For this discussion, I will focus on the lines 834-1504. However, first, I want to briefly comment on Perceval’s initial meeting with knights in the forest. While not within the excerpt that I have chosen to focus on, I wanted to reference this scene simply because in the French version I found it entertaining. Whether Chretien intended it or not, I read Perceval’s instant obsession over the knights to the extent that he completely ignores what they are asking as quite funny. Maybe it’s a quirk of Raffel’s translation but I laughed when in line 208 the knight straight up says “I really don’t care” while Perceval is annoying him with questions.
Turning to the rest of the romance, Perceval’s single-minded focus on becoming a knight dominates his every interaction. For instance, while speaking with the charcoal-burner, Perceval “[pays] no attention/ to anything the fellow said” (859-860). Likewise, his meetings with much more significant characters get the same treatment. When passing the Red Knight who begins to monologue about what he has done, the narrator comments that “He should have sought another/ messenger, for nothing he said/ got through” to Perceval (897-900). This repeats again with King Arthur, whose “story/ couldn’t have meant less to the boy,/ and the queen’s sorrow and shame/ meant exactly as much” (969-971).
While the intention of this humour is questionable, I found it interesting that laughter does play a role in the narrative. Before he leaves the king’s court, Perceval greets an unnamed maiden who laughs in reply, a reaction made significant as it follows a prophecy and makes Perceval “the knight of all knights” (1062). Notably, this brief episode does not exist in the English version.
Overall, the comic elements I have noted are less prominent in the English version (though I personally still found the situations ridiculous). Instead, this version takes a more dramatic angle as it instead grants more focus to Perceval’s father, offering subtext that only Arthur and the reader are aware of with the knowledge that Perceval is his father’s son. Rather than a story about Perceval’s education and eventual destiny of being a “knight of all knights,” it becomes one about him following his father’s legacy.

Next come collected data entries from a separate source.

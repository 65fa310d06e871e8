use anyhow::{Context, anyhow};
use clap::Parser;
use gp102_poi::coord::Coordinates;
use gp102_poi::poi::{self, DecodeError};
use gp102_poi::{Icon, PoiRecord};
use std::fs::File;
use std::io::{self, BufReader};
use std::path::{Path, PathBuf};
use std::process::ExitCode;

/// Reads and writes GP-102 POI files.
///
/// Without options, every FILE is decoded and printed as
/// `<name> (<icon>) <latitude> <longitude>`. With `-e`, a POI is written to
/// standard output instead.
#[derive(Debug, Parser)]
#[command(version, about)]
struct Options {
    /// Encode a POI from NAME and COORDINATES (e.g. "N 48° 30' 15\" E 2° 20'")
    #[arg(
        short = 'e',
        long = "encode",
        num_args = 2,
        value_names = ["NAME", "COORDINATES"],
        conflicts_with = "files"
    )]
    encode: Option<Vec<String>>,

    /// POI files to decode
    #[arg(required_unless_present = "encode")]
    files: Vec<PathBuf>,
}

fn main() -> ExitCode {
    env_logger::Builder::from_env(env_logger::Env::default().default_filter_or("warn")).init();

    let options = match Options::try_parse() {
        Ok(options) => options,
        Err(err) => {
            // --help and --version are reported through the error path too
            let _ = err.print();
            return if err.use_stderr() {
                ExitCode::FAILURE
            } else {
                ExitCode::SUCCESS
            };
        }
    };

    let result = match options.encode {
        Some(values) => <[String; 2]>::try_from(values)
            .map_err(|values| {
                anyhow!("expected NAME and COORDINATES, got {} values", values.len())
            })
            .and_then(|[name, coordinates]| encode(&name, &coordinates)),
        None => return decode_all(&options.files),
    };

    match result {
        Ok(()) => ExitCode::SUCCESS,
        Err(err) => {
            eprintln!("Error: {err:#}");
            ExitCode::FAILURE
        }
    }
}

fn decode_all(files: &[PathBuf]) -> ExitCode {
    let mut stdout = io::stdout().lock();
    let mut failed = false;
    for path in files {
        match read_file(path) {
            Ok(record) => {
                if let Err(warning) = record.check_signature() {
                    eprintln!(
                        "Warning: {}: {warning}, continuing anyway.",
                        path.display()
                    );
                }
                if let Err(err) = record.write_line(&mut stdout) {
                    eprintln!("Error writing to standard output: {err}");
                    failed = true;
                }
            }
            Err(DecodeError::Io(err)) => {
                eprintln!("Error reading from `{}': {err}", path.display());
                failed = true;
            }
            Err(err) => {
                eprintln!("Error: {}: {err}", path.display());
                failed = true;
            }
        }
    }

    if failed {
        ExitCode::FAILURE
    } else {
        ExitCode::SUCCESS
    }
}

fn read_file(path: &Path) -> Result<PoiRecord, DecodeError> {
    let file = File::open(path)?;
    poi::read_record(BufReader::new(file))
}

fn encode(name: &str, coordinates: &str) -> anyhow::Result<()> {
    let position: Coordinates = coordinates
        .parse()
        .map_err(|err: gp102_poi::coord::ParseError| {
            anyhow!("{err}\n{}", err.caret(coordinates))
        })
        .context("invalid coordinates")?;

    let record = PoiRecord::new(name, Icon::default(), position.latitude, position.longitude)
        .context("invalid name")?;

    let mut writer = poi::Writer::new(io::stdout().lock());
    writer
        .write(&record)
        .context("failed to write POI to standard output")?;

    Ok(())
}
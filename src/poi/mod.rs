//! Decoder/Encoder for the GP-102 POI file format.
//!
//! A POI file holds exactly one [`PoiRecord`] of [`RECORD_SIZE`] bytes. Use
//! [read_record] or [decode_record] to decode a file and [encode_poi],
//! [encode_record] or [Writer] to produce one.

mod consts;
mod decode;
mod encode;
mod record;

pub use consts::{NAME_SIZE, RECORD_SIZE};
pub use decode::*;
pub use encode::*;
pub use record::PoiRecord;
//! Decoder/Encoder for POI files of the GP-102 GPS tracker.
//!
//! A POI file is a single fixed-size binary record holding a name, an icon
//! and a position. The [poi] module reads and writes these records, the
//! [coord] module parses and formats the degree/minute notation used to
//! enter and show positions.
//!
//! ```
//! use gp102_poi::{Icon, poi};
//! use gp102_poi::coord::Coordinates;
//!
//! let position: Coordinates = "N 53° 37' 51\" E 9° 59' 49\"".parse()?;
//! let data = poi::encode_poi("0815", Icon::Airport, position.latitude, position.longitude)?;
//! let record = poi::decode_record(&data)?;
//! assert_eq!(record.to_string(), "0815 (airport) N 53° 37.850 E 009° 59.816");
//! # Ok::<(), Box<dyn std::error::Error>>(())
//! ```

pub mod coord;
mod icon;
pub mod poi;

pub use icon::{ICON_NAMES, Icon};
pub use poi::PoiRecord;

This difference in Perceval’s final goal I believe demonstrates one of the romance’s core themes – Perceval’s education to be a knight. The English version places more focus on overcoming his arrogance while Chretien’s emphasises a shift from the materialism of trying to gain the Red Knight’s armour to learning the deeper values of chivalry and knighthood.
The later scene between Perceval and the nobleman supports this reading. Though their conversation is partly concerned with the care Perceval gives to his horse, armour and weapons, the nobleman’s final pronouncement compares knighthood to an art. This implies that becoming a knight requires a deeper understanding than knowing how to stab someone as he states “One can learn what one does not know,/ provided one works at learning./ every craft requires/ clear eyes, and effort, and heart” (1464-1467).